* **Task to carry out**
All of the records must be set down again word for word.

* **Information shown**
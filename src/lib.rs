pub mod advisor;
pub mod config;
pub mod models;
pub mod oracle;
pub mod workload;
//! # Coordinator Runtime
//!
//! The main entry point for the Phase 2 trusted setup coordinator.
//!
//! Initializes telemetry, builds the `CoordinatorContainer` (every
//! ceremony-* service wired against the in-memory adapters), spawns the
//! periodic timeout scan, and serves the HTTP RPC surface until the
//! process receives `SIGINT`.

use anyhow::Result;
use ceremony_api_gateway::CoordinatorService;
use ceremony_telemetry::TelemetryConfig;
use coordinator_runtime::auth::DevAuthenticator;
use coordinator_runtime::container::{CoordinatorContainer, RuntimeConfig};
use coordinator_runtime::timeouts::spawn_timeout_scanner;
use std::sync::Arc;
use std::time::Duration;
use tracing::info;

#[tokio::main]
async fn main() -> Result<()> {
    let telemetry_config = TelemetryConfig::from_env();
    let _telemetry_guard = ceremony_telemetry::init_telemetry(telemetry_config).await?;

    info!("===========================================");
    info!("  Phase 2 Trusted Setup Coordinator");
    info!("===========================================");

    let runtime_config = RuntimeConfig::from_env();
    let container = CoordinatorContainer::build(runtime_config);

    let scan_handle = spawn_timeout_scanner(
        Arc::clone(&container.meta_store),
        Arc::clone(&container.scheduler),
        Duration::from_secs(container.config.scheduling.timeout_scan_interval_secs),
    );

    let addr = container.config.gateway.http_addr();
    let authenticator = Arc::new(DevAuthenticator::new(container.config.scheduling.dev_bearer_token.clone()));
    let service = CoordinatorService::new(container.app_state(), authenticator);

    info!(%addr, "coordinator is running, press Ctrl+C to stop");
    service.run(addr).await?;

    scan_handle.abort();
    info!("shut down gracefully");
    Ok(())
}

* **Response to the task**
filename src/lib.rs
pub mod advisor;
pub mod config;
pub mod models;
pub mod oracle;
pub mod workload;
//! # Coordinator Runtime
//!
//! The main entry point for the Phase 2 trusted setup coordinator.
//!
//! Initializes telemetry, builds the `CoordinatorContainer` (every
//! ceremony-* service wired against the in-memory adapters), spawns the
//! periodic timeout scan, and serves the HTTP RPC surface until the
//! process receives `SIGINT`.

use anyhow::Result;
use ceremony_api_gateway::CoordinatorService;
use ceremony_telemetry::TelemetryConfig;
use coordinator_runtime::auth::DevAuthenticator;
use coordinator_runtime::container::{CoordinatorContainer, RuntimeConfig};
use coordinator_runtime::timeouts::spawn_timeout_scanner;
use std::sync::Arc;
use std::time::Duration;
use tracing::info;

#[tokio::main]
async fn main() -> Result<()> {
    let telemetry_config = TelemetryConfig::from_env();
    let _telemetry_guard = ceremony_telemetry::init_telemetry(telemetry_config).await?;

    info!("===========================================");
    info!("  Phase 2 Trusted Setup Coordinator");
    info!("===========================================");

    let runtime_config = RuntimeConfig::from_env();
    let container = CoordinatorContainer::build(runtime_config);

    let scan_handle = spawn_timeout_scanner(
        Arc::clone(&container.meta_store),
        Arc::clone(&container.scheduler),
        Duration::from_secs(container.config.scheduling.timeout_scan_interval_secs),
    );

    let addr = container.config.gateway.http_addr();
    let authenticator = Arc::new(DevAuthenticator::new(container.config.scheduling.dev_bearer_token.clone()));
    let service = CoordinatorService::new(container.app_state(), authenticator);

    info!(%addr, "coordinator is running, press Ctrl+C to stop");
    service.run(addr).await?;

    scan_handle.abort();
    info!("shut down gracefully");
    Ok(())
}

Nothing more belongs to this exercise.